Exercise goal: Copy out exactly the line that contains "let ttl = self.config.slot_ttl;" and all lines following it to the end of the data.

Provided data:
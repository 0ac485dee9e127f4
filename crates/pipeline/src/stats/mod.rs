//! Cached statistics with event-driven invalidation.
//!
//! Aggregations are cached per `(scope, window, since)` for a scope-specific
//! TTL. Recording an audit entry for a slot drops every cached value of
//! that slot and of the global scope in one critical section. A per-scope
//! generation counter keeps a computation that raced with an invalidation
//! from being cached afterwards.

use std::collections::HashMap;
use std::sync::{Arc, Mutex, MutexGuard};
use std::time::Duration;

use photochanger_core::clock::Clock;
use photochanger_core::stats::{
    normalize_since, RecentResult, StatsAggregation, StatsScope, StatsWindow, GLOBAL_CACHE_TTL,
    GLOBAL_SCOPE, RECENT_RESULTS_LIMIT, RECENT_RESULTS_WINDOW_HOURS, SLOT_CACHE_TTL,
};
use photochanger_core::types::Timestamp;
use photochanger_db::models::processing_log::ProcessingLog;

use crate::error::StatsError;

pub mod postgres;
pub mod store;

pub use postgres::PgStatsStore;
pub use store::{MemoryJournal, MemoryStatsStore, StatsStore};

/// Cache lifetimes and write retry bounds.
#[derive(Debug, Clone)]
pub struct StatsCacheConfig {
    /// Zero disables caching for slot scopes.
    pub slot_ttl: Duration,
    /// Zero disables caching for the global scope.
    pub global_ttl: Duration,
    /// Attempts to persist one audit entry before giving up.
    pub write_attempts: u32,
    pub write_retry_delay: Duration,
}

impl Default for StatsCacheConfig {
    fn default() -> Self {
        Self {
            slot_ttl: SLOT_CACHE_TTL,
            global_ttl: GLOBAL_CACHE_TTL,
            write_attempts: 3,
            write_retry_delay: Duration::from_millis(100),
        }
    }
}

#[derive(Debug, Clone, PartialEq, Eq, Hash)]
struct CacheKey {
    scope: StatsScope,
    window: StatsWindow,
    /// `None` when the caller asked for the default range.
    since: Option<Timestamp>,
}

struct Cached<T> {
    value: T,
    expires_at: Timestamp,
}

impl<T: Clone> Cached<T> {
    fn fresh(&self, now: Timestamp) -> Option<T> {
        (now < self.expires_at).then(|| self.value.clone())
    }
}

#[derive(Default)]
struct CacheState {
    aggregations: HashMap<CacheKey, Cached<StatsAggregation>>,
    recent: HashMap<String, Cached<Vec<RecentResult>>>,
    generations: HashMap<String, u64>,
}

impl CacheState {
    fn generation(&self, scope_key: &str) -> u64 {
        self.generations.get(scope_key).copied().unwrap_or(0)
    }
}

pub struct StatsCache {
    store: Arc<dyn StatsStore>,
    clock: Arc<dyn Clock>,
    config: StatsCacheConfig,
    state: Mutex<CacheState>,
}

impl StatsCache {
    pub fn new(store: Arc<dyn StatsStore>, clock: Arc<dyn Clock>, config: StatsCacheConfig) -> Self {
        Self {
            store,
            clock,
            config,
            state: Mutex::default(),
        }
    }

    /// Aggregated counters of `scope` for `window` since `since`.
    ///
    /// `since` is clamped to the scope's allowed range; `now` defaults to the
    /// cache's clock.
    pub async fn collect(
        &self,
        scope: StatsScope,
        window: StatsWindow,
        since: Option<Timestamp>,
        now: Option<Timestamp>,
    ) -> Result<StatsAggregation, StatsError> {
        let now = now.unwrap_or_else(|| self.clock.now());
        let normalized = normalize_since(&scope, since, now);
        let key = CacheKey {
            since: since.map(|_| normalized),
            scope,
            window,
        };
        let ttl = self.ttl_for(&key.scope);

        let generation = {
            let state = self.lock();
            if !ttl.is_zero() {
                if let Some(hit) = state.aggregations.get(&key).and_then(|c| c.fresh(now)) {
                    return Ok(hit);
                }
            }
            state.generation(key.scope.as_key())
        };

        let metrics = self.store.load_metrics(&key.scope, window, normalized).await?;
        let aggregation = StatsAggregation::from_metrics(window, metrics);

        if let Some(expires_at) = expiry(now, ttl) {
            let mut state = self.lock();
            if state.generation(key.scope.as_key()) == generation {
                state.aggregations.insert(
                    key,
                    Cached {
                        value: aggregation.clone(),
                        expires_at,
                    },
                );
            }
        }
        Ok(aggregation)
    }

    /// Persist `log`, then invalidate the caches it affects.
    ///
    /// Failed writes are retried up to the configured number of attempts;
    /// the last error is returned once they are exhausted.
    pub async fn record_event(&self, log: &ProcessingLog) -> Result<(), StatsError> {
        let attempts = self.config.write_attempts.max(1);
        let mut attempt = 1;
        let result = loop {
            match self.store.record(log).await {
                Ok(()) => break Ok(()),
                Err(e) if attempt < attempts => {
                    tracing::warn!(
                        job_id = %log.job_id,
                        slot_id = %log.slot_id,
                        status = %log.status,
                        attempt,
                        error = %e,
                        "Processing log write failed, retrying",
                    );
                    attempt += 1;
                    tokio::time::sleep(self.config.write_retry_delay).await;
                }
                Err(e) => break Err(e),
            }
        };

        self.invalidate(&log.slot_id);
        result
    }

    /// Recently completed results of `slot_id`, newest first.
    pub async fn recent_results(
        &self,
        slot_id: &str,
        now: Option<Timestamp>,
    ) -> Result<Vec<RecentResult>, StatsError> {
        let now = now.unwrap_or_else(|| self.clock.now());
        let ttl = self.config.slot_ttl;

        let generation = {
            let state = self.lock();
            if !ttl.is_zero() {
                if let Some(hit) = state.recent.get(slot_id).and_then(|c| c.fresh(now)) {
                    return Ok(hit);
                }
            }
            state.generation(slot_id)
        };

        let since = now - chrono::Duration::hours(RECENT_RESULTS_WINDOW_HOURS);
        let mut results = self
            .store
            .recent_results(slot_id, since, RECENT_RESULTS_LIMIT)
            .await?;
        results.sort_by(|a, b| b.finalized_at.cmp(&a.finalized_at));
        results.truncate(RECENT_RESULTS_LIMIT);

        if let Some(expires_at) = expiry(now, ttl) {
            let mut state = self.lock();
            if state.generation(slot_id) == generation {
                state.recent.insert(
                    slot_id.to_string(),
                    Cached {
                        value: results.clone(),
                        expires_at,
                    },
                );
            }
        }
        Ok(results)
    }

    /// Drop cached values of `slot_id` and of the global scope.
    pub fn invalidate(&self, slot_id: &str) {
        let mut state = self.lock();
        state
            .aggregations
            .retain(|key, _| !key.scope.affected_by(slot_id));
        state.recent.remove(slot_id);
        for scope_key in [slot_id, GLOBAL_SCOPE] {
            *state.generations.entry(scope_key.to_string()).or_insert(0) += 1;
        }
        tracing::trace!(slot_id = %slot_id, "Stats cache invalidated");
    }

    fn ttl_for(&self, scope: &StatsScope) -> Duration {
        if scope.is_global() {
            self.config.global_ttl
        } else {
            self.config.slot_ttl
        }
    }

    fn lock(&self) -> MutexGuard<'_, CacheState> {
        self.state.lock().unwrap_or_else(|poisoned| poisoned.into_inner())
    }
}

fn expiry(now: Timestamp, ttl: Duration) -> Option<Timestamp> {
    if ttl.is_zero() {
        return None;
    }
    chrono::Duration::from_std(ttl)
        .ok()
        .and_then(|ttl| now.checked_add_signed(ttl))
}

Solution to the exercise:
        let ttl = self.config.slot_ttl;

        let generation = {
            let state = self.lock();
            if !ttl.is_zero() {
                if let Some(hit) = state.recent.get(slot_id).and_then(|c| c.fresh(now)) {
                    return Ok(hit);
                }
            }
            state.generation(slot_id)
        };

        let since = now - chrono::Duration::hours(RECENT_RESULTS_WINDOW_HOURS);
        let mut results = self
            .store
            .recent_results(slot_id, since, RECENT_RESULTS_LIMIT)
            .await?;
        results.sort_by(|a, b| b.finalized_at.cmp(&a.finalized_at));
        results.truncate(RECENT_RESULTS_LIMIT);

        if let Some(expires_at) = expiry(now, ttl) {
            let mut state = self.lock();
            if state.generation(slot_id) == generation {
                state.recent.insert(
                    slot_id.to_string(),
                    Cached {
                        value: results.clone(),
                        expires_at,
                    },
                );
            }
        }
        Ok(results)
    }

    /// Drop cached values of `slot_id` and of the global scope.
    pub fn invalidate(&self, slot_id: &str) {
        let mut state = self.lock();
        state
            .aggregations
            .retain(|key, _| !key.scope.affected_by(slot_id));
        state.recent.remove(slot_id);
        for scope_key in [slot_id, GLOBAL_SCOPE] {
            *state.generations.entry(scope_key.to_string()).or_insert(0) += 1;
        }
        tracing::trace!(slot_id = %slot_id, "Stats cache invalidated");
    }

    fn ttl_for(&self, scope: &StatsScope) -> Duration {
        if scope.is_global() {
            self.config.global_ttl
        } else {
            self.config.slot_ttl
        }
    }

    fn lock(&self) -> MutexGuard<'_, CacheState> {
        self.state.lock().unwrap_or_else(|poisoned| poisoned.into_inner())
    }
}

fn expiry(now: Timestamp, ttl: Duration) -> Option<Timestamp> {
    if ttl.is_zero() {
        return None;
    }
    chrono::Duration::from_std(ttl)
        .ok()
        .and_then(|ttl| now.checked_add_signed(ttl))
}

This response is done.